Task details:
The lines you return must be all those in the data that hold the string "than".

── Exercise inputs

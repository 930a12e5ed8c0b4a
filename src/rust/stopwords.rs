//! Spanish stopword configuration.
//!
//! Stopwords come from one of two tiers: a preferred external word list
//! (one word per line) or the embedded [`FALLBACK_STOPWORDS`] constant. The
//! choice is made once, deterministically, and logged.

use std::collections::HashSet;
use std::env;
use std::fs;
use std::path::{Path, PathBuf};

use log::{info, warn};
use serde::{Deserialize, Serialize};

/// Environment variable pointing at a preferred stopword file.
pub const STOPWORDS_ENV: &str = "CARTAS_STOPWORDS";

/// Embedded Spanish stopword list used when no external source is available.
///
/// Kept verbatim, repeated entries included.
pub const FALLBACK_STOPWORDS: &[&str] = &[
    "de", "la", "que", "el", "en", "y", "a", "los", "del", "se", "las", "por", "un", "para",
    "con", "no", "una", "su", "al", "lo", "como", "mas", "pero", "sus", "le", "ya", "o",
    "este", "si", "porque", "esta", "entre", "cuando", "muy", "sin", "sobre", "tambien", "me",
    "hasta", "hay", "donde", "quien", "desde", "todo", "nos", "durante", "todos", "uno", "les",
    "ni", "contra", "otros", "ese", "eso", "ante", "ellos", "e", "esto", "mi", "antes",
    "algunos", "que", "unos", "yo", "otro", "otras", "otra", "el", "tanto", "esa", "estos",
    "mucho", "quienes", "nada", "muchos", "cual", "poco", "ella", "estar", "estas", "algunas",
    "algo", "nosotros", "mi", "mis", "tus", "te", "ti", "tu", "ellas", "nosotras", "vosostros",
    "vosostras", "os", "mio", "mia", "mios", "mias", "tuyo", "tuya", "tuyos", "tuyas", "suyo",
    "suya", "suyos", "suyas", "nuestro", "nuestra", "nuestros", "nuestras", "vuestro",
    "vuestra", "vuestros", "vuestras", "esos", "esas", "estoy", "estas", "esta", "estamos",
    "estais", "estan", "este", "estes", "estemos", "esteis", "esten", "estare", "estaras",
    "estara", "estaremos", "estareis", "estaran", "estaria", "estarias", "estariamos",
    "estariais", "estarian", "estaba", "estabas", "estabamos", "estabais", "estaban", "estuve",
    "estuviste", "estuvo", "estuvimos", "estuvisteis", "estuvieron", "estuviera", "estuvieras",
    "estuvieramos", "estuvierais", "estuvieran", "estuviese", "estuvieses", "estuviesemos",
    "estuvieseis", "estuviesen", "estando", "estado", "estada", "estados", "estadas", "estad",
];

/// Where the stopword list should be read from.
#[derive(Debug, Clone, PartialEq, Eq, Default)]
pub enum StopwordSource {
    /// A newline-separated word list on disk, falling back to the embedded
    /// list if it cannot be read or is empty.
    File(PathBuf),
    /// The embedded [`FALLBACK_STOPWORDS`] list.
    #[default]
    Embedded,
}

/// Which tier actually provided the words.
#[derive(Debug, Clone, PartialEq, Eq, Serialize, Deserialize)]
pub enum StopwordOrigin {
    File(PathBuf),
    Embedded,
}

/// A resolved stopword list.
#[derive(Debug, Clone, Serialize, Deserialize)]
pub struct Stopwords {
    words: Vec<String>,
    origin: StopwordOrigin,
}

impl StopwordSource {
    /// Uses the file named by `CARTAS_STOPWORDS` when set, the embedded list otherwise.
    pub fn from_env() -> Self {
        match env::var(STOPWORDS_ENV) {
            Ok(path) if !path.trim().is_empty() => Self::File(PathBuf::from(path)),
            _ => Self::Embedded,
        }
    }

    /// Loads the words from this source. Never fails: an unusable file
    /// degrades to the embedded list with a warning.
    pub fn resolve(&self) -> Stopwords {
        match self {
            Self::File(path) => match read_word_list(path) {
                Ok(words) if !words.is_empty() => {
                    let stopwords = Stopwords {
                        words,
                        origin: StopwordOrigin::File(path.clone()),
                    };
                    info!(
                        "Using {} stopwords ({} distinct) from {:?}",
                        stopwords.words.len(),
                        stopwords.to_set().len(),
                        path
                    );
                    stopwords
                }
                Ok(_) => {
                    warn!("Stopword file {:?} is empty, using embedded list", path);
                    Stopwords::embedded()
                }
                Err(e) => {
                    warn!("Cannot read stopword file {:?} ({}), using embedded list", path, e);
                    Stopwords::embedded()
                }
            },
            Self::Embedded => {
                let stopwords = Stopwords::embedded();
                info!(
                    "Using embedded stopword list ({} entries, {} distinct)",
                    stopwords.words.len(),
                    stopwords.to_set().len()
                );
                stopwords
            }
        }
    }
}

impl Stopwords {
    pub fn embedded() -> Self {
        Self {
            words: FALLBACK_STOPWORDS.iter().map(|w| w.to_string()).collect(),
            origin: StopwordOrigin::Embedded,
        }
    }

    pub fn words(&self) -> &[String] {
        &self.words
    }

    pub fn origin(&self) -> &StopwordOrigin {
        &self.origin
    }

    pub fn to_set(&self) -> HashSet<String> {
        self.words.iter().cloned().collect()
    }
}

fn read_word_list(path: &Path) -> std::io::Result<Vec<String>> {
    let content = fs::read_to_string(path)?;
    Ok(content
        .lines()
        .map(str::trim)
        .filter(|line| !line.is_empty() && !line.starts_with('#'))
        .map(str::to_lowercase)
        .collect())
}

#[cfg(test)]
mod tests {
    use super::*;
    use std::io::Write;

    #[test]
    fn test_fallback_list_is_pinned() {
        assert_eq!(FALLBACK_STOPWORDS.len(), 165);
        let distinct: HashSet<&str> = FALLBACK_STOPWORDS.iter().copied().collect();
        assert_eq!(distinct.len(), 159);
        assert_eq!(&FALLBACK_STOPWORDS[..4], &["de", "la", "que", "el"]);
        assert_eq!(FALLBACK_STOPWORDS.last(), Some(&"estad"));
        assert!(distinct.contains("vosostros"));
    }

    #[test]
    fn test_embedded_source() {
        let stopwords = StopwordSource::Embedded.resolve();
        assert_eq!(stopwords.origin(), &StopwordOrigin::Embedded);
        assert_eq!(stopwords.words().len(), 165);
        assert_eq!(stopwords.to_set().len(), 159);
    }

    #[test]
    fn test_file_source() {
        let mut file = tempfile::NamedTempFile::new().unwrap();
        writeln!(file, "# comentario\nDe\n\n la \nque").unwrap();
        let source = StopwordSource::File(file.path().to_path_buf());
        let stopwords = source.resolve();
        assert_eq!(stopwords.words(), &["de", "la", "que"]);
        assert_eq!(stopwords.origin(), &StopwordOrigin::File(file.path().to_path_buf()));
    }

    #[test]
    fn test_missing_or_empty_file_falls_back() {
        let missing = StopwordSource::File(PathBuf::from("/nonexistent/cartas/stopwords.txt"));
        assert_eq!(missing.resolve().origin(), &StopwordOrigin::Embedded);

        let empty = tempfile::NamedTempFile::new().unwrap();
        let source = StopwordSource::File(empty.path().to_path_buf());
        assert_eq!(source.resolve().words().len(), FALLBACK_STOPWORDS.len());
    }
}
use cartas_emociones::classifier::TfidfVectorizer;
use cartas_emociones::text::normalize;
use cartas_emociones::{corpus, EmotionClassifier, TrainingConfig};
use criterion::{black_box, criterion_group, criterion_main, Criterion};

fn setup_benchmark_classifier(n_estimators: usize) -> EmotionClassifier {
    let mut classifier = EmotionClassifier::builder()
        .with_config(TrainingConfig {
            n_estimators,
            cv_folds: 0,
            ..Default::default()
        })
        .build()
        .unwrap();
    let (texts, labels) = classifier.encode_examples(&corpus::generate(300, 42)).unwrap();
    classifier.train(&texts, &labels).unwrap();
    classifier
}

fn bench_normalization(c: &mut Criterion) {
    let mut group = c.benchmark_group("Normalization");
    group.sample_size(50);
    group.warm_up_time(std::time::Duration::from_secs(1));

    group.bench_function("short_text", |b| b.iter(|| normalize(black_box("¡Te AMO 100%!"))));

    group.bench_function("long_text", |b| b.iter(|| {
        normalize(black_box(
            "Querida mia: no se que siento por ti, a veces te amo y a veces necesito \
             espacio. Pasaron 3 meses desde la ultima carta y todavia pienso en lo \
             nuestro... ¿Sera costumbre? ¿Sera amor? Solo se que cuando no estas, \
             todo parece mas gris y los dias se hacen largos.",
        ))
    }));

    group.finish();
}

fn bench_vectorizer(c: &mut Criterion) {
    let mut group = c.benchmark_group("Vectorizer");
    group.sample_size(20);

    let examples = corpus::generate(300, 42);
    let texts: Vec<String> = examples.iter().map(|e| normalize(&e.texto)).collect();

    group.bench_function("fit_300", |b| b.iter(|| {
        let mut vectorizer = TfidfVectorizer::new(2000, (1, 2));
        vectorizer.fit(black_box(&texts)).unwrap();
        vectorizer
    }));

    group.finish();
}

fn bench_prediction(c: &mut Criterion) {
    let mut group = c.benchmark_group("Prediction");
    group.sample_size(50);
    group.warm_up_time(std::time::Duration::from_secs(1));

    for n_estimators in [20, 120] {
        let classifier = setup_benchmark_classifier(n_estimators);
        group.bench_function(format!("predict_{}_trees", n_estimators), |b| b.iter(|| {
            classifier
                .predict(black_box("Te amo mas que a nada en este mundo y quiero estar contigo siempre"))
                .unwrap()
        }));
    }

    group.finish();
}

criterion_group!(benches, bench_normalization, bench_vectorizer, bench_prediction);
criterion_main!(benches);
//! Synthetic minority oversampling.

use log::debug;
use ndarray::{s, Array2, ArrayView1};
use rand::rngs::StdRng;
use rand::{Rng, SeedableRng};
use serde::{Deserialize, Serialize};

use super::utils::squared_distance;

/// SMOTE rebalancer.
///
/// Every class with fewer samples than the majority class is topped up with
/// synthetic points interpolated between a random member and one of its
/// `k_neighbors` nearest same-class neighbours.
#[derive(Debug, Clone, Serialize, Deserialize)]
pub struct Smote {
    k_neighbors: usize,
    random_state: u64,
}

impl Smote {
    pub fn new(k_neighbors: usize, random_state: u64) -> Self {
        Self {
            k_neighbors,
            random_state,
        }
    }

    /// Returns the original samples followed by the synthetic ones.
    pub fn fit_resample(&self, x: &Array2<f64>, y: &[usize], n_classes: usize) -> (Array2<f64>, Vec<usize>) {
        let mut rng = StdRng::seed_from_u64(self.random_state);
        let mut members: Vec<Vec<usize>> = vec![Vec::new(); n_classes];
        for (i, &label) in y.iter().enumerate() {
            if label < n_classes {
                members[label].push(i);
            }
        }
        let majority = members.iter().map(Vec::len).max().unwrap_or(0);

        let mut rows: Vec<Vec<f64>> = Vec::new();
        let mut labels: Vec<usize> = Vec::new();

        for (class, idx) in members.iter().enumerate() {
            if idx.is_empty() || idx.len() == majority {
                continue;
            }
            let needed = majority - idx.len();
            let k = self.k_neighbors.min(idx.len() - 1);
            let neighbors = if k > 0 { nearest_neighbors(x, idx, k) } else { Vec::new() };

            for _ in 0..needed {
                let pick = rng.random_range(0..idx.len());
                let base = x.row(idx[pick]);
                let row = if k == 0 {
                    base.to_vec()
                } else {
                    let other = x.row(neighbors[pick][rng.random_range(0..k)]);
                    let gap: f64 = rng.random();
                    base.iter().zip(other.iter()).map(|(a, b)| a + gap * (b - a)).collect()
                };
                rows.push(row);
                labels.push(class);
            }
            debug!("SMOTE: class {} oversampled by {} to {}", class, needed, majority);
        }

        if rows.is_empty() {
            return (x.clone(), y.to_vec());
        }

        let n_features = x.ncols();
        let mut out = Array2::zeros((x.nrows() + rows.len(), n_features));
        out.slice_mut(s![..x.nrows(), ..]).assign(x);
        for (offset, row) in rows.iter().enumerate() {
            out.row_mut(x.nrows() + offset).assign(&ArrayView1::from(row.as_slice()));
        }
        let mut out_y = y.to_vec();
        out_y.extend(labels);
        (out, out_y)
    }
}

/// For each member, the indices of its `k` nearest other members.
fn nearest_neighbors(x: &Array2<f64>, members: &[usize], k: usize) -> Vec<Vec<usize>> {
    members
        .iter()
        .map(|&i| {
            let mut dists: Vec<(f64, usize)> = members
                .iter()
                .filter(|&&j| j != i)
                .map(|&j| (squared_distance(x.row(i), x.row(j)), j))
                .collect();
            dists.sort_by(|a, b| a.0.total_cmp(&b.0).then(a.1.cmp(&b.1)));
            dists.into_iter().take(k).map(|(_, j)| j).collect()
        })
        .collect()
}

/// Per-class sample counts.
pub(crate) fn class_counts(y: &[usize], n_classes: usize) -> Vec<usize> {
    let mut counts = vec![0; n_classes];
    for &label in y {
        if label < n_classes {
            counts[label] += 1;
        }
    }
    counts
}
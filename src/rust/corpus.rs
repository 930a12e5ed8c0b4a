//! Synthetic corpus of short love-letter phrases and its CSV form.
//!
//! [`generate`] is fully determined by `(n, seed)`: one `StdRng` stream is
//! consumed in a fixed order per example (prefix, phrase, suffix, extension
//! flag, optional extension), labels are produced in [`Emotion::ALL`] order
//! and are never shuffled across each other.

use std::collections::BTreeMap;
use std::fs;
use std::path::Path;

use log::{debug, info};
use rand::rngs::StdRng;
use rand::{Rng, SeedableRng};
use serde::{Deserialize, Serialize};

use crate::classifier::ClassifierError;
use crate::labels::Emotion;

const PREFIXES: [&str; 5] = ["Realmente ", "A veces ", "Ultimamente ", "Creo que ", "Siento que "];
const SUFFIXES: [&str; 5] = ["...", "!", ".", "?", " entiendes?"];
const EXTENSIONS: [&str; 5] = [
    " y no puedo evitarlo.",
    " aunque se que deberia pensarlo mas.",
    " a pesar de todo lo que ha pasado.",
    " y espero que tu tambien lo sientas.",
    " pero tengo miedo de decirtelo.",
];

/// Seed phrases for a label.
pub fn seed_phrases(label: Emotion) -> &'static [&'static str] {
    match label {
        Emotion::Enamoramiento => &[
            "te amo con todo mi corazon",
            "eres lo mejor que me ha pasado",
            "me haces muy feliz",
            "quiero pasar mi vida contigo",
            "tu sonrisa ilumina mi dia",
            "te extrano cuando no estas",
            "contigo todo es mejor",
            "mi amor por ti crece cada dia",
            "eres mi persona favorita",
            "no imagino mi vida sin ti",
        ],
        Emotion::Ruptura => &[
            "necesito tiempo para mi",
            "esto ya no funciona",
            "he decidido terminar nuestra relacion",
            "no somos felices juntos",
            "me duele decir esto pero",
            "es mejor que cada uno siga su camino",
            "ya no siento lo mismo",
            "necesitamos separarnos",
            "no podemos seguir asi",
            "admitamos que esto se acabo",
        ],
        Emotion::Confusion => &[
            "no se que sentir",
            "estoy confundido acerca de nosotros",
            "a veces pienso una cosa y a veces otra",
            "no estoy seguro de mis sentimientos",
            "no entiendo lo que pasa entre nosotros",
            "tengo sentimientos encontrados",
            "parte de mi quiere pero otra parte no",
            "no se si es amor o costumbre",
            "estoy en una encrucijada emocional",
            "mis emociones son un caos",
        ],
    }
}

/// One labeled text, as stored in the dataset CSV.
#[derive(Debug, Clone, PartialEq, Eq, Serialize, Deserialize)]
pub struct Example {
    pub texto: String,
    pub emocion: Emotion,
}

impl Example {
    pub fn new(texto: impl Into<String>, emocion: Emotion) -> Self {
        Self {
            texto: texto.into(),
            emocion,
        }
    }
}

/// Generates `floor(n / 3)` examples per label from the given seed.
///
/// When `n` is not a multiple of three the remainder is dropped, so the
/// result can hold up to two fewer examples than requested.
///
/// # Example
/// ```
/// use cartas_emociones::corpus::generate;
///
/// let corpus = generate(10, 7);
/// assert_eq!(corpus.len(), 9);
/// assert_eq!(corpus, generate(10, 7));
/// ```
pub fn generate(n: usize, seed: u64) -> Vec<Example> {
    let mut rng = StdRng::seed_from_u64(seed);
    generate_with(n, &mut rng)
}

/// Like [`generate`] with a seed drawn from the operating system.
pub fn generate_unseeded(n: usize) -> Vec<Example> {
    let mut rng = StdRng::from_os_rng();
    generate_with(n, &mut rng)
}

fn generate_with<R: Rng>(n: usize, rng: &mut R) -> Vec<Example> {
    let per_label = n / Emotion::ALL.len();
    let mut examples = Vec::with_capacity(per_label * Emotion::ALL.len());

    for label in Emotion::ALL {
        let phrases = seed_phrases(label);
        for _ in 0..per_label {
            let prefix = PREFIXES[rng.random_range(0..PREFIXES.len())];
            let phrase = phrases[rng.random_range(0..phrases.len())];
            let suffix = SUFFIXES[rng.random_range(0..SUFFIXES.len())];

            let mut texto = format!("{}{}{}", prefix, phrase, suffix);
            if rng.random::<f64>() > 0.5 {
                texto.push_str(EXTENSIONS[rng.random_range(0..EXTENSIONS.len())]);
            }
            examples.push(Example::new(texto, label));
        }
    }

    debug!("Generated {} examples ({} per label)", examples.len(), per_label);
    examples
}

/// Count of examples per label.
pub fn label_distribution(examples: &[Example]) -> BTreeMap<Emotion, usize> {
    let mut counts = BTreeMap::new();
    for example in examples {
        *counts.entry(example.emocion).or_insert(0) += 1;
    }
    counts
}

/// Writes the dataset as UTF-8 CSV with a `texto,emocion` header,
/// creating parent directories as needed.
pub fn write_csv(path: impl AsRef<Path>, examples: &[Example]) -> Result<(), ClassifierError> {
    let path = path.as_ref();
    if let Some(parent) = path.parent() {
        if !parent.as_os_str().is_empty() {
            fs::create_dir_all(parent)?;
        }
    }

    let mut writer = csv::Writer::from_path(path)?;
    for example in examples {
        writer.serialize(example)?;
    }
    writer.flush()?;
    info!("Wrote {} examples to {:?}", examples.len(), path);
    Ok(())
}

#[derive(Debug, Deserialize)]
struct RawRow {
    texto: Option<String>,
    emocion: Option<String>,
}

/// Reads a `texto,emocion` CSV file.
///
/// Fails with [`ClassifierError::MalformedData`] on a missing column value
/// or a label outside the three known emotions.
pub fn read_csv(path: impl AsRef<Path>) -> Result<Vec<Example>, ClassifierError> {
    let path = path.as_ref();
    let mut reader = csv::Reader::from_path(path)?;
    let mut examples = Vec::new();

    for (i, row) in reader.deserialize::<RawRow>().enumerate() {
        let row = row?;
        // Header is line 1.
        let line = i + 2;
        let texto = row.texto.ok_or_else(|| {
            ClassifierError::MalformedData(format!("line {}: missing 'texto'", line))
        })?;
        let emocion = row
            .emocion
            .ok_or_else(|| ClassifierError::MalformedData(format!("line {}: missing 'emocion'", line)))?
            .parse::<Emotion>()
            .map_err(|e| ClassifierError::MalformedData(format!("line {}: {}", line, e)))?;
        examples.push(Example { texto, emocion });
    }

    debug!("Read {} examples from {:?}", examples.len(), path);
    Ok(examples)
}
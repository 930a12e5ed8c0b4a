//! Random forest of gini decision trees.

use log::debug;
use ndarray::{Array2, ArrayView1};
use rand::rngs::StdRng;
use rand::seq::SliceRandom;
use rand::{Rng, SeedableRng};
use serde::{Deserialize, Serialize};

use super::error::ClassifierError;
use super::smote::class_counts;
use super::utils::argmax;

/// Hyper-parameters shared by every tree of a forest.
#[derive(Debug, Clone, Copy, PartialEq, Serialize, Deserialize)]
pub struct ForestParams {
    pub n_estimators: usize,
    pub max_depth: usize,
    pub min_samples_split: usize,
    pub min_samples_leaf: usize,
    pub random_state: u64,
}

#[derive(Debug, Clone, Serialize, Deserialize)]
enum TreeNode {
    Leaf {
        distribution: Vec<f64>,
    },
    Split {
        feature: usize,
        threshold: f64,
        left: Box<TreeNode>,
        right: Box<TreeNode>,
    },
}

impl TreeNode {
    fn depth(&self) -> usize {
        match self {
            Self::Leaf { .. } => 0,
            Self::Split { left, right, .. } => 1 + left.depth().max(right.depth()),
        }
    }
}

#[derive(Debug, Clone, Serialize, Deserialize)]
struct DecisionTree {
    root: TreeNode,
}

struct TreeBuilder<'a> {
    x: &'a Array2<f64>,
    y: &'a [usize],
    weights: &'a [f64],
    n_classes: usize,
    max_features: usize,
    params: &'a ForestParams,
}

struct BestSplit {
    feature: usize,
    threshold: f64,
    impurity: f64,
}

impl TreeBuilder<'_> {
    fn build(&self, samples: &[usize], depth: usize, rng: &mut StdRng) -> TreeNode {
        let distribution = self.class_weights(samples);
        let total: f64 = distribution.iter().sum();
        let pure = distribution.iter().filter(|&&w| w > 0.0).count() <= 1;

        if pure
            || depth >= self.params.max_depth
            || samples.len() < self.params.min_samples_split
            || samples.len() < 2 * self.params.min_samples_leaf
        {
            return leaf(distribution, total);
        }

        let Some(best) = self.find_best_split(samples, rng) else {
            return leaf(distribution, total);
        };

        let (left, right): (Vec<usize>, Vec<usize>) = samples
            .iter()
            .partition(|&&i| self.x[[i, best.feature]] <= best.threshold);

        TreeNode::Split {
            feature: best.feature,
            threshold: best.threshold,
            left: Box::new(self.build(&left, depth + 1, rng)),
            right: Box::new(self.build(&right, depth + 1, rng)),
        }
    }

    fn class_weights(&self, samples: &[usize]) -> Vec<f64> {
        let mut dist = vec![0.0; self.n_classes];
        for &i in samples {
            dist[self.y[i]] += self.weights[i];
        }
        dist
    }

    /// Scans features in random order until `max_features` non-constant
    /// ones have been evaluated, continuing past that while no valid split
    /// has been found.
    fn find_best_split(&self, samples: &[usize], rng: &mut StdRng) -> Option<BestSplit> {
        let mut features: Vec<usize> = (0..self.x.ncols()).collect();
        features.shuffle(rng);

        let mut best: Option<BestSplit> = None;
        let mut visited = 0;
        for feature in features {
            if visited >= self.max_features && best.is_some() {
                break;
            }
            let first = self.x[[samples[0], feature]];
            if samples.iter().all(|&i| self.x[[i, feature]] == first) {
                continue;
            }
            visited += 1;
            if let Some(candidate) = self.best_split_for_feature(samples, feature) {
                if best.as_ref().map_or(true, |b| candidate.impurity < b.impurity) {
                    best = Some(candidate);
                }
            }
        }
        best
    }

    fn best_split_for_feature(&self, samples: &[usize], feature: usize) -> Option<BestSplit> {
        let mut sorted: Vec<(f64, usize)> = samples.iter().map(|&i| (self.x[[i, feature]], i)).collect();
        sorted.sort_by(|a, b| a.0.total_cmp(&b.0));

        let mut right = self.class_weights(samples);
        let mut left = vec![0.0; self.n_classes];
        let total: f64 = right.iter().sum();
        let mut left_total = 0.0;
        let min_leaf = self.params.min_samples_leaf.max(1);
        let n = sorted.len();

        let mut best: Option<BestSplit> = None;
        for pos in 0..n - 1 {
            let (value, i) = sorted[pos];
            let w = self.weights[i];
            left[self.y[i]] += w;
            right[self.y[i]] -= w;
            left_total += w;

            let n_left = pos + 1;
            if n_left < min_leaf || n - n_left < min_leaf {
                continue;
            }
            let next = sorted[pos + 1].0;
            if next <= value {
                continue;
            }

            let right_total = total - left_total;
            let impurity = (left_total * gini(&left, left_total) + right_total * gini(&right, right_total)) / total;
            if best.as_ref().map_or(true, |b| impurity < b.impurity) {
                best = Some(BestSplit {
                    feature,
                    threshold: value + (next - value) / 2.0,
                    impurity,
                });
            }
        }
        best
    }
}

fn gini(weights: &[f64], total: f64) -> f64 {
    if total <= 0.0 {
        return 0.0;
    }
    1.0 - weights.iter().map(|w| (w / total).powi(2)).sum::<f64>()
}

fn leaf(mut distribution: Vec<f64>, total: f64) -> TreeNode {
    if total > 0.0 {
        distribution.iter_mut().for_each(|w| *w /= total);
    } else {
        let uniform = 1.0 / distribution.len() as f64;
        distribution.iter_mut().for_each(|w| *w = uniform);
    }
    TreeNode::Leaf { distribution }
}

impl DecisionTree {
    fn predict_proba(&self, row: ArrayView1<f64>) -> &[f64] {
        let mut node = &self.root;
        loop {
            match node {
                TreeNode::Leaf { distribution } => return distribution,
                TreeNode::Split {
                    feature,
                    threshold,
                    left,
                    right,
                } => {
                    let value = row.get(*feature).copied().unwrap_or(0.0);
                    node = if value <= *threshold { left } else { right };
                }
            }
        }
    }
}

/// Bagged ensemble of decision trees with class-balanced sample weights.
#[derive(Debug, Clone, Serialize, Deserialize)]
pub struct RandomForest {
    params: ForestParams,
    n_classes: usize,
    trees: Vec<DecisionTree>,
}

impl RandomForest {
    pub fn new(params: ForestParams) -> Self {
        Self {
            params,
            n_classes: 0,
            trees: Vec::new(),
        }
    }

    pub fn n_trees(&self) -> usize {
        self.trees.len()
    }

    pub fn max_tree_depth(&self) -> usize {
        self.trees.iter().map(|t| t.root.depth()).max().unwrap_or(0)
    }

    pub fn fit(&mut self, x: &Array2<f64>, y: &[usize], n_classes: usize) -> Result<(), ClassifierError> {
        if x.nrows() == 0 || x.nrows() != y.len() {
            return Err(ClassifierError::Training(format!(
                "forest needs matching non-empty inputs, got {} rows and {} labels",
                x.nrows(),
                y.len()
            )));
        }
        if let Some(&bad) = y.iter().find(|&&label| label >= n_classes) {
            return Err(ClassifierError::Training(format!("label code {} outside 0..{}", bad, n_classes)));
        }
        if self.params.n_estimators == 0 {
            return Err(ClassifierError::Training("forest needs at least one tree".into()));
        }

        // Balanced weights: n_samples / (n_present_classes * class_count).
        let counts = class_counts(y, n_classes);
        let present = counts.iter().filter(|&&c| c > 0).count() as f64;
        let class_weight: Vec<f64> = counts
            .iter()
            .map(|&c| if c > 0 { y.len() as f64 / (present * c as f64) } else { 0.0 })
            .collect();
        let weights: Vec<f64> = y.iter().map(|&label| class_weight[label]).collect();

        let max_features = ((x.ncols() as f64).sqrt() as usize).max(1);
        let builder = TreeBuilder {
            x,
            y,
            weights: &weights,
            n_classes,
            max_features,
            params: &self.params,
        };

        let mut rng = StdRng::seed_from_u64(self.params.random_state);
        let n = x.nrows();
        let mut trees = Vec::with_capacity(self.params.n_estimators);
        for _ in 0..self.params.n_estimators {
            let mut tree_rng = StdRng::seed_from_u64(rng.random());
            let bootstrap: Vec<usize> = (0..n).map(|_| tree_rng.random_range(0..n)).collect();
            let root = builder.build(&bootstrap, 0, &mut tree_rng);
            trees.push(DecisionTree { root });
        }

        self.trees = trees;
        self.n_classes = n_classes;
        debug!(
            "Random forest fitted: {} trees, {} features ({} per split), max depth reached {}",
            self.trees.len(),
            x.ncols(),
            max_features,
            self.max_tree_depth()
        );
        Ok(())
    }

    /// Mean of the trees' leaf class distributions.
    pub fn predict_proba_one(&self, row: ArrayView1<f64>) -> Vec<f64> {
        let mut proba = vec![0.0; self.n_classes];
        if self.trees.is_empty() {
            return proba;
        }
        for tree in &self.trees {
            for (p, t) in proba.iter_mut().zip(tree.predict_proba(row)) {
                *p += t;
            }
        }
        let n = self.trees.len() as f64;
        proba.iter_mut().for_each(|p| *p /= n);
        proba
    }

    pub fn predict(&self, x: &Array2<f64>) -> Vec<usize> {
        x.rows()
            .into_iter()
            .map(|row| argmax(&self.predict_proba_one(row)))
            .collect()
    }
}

────

Answer area:
/// Every class with fewer samples than the majority class is topped up with
/// result can hold up to two fewer examples than requested.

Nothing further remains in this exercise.